Les sénateurs ont voté à une large majorité de 55 voix (sur 81) l'ouverture formelle d'un procès en destitution de l'impopulaire dirigeante de gauche, accusée de maquillage des comptes publics, au terme d'une session historique entamée mercredi matin. Seuls 22 sénateurs s'y sont opposés.

Dilma Rousseff, 68 ans, est par conséquent automatiquement écartée de la présidence pendant un délai maximum de 180 jours, dans l'attente du jugement final des sénateurs où un vote des deux tiers (54 sur 81), déjà dépassé jeudi, sera requis pour prononcer sa destitution.

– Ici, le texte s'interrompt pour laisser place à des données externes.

#![warn(missing_docs)]
//! Event Actors is a cooperative, event-based actor core: actors are plain
//! values driven by a stack of behaviors and resumed by a scheduler only when
//! their mailbox has work.
//!
//! # Overview
//! - Messages are type-erased, copy-on-write tuples ([`Message`]) built from
//!   native Rust tuples through a shared [`TypeRegistry`].
//! - Behaviors ([`Behavior`]) may skip messages; skipped messages stay cached
//!   and are retried after the next behavior change.
//! - Behaviors may carry a [`Timeout`]; timeouts are delivered through the
//!   mailbox so they are ordered with regular messages.
//! - Parked actors cost no thread: producers wake them through the
//!   [`Reschedule`] hook. [`ActorExt::spawn_actor`] uses Tokio for that.
//! - See `demos/simple_counter.rs` for a runnable end-to-end example.
//!
//! ```rust,no_run
//! use event_actors::{
//!     Actor, ActorConfig, ActorContext, ActorExt, ActorResult, Behavior, ExitReason, Handled,
//! };
//!
//! #[derive(Default)]
//! struct Counter {
//!     value: i64,
//! }
//!
//! impl Actor for Counter {
//!     fn init(&mut self, ctx: &mut ActorContext<Self>) -> ActorResult<()> {
//!         ctx.become_behavior(Behavior::new(|counter: &mut Counter, msg, ctx| {
//!             if let Some((delta,)) = msg.values::<(i64,)>() {
//!                 counter.value += delta;
//!                 return Ok(Handled::Consumed);
//!             }
//!             if let Some((cmd,)) = msg.values::<(&'static str,)>() {
//!                 if *cmd == "stop" {
//!                     return Err(ctx.quit(ExitReason::User(counter.value as u32)));
//!                 }
//!             }
//!             Ok(Handled::Skipped)
//!         }));
//!         Ok(())
//!     }
//! }
//!
//! #[tokio::main(flavor = "multi_thread")]
//! async fn main() -> Result<(), Box<dyn std::error::Error>> {
//!     let handle = Counter::default().spawn_actor("counter", ActorConfig::default())?;
//!     handle.notify((1i64,))?;
//!     handle.notify(("stop",))?;
//!     let reason = handle.wait_for_exit().await;
//!     assert_eq!(reason, ExitReason::User(1));
//!     Ok(())
//! }
//! ```

pub mod actor;
pub mod error;
pub mod tuple;
pub mod types;

pub use actor::{
    behavior::{Behavior, BehaviorStack, Handled, Timeout},
    context::ActorContext,
    handle::ActorHandle,
    mailbox::{Cursor, MailboxNode, NodeKind},
    resume::ScheduledActor,
    runtime::{ActorConfig, MailboxConfig, Reschedule},
    Actor, ActorExt, IntoActorConfig,
};
pub use error::{ActorError, ActorResult, SendError, SpawnError, TimerError};
pub use tuple::{
    DynamicTuple, ErasedTuple, FixedArityTuple, Message, TupleValues, TypeDescriptor, TypeRegistry,
};
pub use types::{ActorId, ActorState, ExitReason, Resumed};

L'opposition de droite accuse la présidente d'avoir dissimulé l'ampleur des déficits publics pour se faire réélire en 2014, ainsi qu'en 2015, via des tours de passe-passe budgétaires. Elle lui reproche aussi d'avoir décrété des dizaines de milliards de dépenses sans l'aval du Parlement.

Mme Rousseff devait s'exprimer vers 10h00 locales (13h00 GMT) avant de quitter le palais du Planalto.

Le futur président en exercice Michel Temer, 75 ans, doit s'adresser à la nation depuis la présidence, accompagné de son futur ministre des Finances, Henrique Mereilles. 

M. Temer est tout aussi impopulaire que Mme Rousseff. Une majorité de Brésiliens souhaitent son départ et des élections anticipées, non prévues par la Constitution.